> [EXERCISE BRIEF]: Count the lines in the records beneath this task that contain the string "whole", then give the count by itself.

·····

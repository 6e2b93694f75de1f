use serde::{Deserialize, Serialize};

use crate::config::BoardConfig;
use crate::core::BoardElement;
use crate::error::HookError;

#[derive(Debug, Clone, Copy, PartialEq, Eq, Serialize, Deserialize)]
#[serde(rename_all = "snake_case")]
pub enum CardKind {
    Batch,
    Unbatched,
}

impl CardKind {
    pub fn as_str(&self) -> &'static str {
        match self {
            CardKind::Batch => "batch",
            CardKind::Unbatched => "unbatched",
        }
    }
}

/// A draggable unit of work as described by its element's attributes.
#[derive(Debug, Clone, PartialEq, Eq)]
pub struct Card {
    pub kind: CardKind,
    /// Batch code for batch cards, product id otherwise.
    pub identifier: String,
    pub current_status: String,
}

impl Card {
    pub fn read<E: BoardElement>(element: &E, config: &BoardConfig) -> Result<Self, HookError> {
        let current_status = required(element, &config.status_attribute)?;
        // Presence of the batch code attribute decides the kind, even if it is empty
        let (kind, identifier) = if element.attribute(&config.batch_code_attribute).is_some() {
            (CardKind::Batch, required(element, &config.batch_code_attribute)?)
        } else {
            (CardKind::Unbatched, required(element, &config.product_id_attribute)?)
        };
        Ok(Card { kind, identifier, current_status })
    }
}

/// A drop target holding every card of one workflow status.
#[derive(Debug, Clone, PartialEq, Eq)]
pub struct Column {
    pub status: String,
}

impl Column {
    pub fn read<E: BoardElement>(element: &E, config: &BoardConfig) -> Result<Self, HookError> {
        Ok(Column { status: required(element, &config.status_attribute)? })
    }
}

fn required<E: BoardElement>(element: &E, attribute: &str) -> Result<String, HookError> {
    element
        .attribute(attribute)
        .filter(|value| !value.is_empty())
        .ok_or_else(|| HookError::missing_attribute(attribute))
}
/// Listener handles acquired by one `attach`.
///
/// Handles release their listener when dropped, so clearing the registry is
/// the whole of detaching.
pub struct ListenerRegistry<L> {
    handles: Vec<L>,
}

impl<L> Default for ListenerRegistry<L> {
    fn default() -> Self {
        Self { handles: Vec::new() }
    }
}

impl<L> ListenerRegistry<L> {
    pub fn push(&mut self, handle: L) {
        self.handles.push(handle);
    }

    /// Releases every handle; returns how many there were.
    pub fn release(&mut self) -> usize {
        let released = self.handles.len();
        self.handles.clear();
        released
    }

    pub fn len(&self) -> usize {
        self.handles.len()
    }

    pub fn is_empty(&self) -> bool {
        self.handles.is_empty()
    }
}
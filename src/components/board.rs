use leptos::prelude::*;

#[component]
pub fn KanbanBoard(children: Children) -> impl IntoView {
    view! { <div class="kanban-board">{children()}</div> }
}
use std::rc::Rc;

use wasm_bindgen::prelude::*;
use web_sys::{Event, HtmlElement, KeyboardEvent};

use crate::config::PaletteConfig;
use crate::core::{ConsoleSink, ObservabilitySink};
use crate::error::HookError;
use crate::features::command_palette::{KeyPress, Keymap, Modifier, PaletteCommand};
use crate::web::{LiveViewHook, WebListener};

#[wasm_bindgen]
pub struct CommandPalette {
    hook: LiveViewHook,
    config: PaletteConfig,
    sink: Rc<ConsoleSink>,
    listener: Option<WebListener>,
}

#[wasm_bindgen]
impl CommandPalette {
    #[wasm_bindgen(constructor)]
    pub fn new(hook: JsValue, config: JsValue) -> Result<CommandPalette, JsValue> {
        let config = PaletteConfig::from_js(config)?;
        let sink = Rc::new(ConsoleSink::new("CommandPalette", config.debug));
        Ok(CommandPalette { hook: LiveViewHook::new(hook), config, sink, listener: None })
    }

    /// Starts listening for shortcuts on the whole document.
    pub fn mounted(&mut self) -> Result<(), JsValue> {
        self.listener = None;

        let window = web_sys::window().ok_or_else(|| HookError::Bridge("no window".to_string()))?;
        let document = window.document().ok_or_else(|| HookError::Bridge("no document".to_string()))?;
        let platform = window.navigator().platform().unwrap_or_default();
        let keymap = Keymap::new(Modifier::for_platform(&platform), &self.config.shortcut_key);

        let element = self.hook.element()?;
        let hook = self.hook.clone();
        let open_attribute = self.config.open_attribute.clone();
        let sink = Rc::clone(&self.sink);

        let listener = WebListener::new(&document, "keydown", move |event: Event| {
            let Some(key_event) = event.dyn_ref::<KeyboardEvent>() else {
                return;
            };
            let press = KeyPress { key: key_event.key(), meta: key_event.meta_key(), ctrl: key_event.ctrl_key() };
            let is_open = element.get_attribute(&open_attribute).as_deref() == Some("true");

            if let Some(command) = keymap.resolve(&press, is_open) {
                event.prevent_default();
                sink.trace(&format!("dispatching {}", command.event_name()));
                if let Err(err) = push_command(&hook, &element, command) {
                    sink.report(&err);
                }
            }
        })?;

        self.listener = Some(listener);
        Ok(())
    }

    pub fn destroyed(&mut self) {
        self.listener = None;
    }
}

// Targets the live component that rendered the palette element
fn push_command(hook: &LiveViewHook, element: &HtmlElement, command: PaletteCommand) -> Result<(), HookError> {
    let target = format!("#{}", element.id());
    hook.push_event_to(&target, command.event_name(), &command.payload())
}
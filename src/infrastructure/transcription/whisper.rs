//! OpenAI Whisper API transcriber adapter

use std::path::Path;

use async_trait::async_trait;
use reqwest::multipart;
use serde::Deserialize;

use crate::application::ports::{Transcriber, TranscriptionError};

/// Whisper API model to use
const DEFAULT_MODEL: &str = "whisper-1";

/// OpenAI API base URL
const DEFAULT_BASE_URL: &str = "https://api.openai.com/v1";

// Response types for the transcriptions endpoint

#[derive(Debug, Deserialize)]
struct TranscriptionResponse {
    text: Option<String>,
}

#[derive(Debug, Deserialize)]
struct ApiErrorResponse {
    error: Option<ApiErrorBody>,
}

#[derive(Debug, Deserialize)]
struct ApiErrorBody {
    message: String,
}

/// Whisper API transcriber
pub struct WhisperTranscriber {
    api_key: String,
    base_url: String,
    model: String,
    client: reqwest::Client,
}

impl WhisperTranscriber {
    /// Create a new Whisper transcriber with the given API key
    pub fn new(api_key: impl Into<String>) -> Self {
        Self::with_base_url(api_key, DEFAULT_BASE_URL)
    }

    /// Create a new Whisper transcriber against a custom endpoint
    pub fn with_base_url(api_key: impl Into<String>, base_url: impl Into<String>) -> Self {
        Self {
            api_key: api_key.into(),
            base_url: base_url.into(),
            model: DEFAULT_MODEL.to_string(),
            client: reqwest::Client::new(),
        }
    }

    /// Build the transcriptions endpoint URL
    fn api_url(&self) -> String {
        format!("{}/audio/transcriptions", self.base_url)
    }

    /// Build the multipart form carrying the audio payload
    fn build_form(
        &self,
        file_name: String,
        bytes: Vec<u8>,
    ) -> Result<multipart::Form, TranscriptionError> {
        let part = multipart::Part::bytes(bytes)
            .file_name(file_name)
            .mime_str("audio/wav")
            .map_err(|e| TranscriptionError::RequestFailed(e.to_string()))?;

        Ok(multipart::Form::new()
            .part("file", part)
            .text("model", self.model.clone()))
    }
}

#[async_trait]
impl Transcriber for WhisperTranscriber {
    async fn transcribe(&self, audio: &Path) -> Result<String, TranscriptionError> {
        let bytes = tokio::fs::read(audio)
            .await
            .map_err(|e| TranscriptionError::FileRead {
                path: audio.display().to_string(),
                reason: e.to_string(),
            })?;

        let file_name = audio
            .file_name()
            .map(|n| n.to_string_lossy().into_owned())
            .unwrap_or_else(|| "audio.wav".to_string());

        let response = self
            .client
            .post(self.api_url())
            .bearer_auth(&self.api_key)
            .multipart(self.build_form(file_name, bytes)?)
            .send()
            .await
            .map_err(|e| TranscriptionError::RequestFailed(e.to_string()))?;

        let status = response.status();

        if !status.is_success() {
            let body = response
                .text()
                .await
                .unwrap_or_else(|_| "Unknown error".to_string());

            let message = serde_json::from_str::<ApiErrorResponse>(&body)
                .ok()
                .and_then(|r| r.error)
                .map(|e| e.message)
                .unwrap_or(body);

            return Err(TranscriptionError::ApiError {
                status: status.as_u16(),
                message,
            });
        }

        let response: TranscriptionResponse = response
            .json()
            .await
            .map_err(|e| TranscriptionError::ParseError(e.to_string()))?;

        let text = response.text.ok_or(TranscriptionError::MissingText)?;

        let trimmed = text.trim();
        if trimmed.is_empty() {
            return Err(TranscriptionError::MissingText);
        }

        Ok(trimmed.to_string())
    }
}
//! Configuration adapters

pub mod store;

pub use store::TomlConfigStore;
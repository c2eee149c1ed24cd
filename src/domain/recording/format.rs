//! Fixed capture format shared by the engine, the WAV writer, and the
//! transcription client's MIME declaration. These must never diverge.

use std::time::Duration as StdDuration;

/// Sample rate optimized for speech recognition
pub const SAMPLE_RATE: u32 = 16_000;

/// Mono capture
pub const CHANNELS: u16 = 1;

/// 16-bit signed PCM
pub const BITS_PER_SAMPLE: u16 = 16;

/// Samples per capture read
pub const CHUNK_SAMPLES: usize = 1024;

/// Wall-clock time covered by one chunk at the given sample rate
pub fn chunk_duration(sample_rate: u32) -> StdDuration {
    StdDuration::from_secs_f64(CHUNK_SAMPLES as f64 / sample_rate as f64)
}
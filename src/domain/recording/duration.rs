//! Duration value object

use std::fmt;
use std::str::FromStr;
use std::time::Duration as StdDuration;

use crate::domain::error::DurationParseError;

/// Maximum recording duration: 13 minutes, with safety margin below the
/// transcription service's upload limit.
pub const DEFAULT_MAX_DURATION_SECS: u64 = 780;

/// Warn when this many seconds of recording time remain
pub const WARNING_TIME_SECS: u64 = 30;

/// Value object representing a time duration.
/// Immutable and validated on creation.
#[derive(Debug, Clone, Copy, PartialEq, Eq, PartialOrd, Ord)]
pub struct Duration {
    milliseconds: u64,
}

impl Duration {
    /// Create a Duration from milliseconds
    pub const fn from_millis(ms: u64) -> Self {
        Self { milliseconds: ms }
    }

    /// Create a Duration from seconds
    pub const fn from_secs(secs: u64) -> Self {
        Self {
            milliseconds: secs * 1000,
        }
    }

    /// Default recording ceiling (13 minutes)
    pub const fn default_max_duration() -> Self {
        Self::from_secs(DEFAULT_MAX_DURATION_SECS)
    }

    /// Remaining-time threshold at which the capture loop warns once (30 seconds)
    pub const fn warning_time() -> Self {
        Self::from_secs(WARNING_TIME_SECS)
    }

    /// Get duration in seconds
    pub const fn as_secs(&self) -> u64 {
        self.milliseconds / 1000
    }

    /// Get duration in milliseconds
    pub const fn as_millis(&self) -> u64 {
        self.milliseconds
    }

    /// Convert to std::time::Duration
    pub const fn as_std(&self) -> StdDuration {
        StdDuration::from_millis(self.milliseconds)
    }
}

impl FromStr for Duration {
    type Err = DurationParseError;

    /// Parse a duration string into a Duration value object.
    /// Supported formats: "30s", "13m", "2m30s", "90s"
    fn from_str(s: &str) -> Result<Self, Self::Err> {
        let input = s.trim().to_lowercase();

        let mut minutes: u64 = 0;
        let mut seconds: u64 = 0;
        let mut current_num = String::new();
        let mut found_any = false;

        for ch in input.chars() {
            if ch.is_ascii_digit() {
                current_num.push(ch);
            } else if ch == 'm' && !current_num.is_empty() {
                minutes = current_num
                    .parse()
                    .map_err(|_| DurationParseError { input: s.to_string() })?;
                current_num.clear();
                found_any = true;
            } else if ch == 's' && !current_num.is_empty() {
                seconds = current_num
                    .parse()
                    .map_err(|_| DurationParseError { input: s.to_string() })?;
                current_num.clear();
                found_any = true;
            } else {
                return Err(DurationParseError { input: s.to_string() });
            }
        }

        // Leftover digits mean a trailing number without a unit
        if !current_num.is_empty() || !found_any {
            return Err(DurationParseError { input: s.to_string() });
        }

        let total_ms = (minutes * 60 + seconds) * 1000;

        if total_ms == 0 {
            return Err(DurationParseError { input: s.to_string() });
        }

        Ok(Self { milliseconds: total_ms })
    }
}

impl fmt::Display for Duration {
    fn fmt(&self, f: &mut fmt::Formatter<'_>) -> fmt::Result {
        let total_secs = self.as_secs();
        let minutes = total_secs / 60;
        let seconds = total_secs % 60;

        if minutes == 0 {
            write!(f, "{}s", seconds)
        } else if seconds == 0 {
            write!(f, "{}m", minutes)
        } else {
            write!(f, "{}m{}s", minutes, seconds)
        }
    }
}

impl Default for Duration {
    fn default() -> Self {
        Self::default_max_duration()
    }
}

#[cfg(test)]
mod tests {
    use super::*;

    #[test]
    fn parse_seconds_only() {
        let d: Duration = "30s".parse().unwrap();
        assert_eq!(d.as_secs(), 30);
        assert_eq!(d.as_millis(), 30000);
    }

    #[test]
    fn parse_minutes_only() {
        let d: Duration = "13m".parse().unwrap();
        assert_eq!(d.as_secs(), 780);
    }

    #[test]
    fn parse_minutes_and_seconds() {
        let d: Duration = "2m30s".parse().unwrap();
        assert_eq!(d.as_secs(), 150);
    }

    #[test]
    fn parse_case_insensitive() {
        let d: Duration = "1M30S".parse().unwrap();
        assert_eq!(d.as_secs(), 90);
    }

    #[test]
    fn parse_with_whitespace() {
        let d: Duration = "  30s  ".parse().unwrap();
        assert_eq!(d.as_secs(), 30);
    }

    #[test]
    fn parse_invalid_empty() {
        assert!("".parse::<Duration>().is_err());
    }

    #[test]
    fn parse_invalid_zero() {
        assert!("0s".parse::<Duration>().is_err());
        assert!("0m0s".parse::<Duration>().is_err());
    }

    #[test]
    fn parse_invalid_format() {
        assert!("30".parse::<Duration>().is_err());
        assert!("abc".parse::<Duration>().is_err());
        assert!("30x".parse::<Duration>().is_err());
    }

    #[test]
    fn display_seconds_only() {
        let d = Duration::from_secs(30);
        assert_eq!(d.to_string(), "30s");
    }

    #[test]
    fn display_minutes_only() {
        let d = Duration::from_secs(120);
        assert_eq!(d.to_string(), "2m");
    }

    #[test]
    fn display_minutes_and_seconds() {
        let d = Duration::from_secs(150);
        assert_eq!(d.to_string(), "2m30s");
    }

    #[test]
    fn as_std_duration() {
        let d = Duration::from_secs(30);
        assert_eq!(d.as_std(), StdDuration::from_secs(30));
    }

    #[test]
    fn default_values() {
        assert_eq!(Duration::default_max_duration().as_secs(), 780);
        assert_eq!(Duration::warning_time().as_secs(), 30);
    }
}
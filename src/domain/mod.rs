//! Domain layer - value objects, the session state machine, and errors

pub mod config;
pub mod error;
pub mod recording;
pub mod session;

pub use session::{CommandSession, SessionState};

·····

> [RESPONSE TO THE EXERCISE]: 2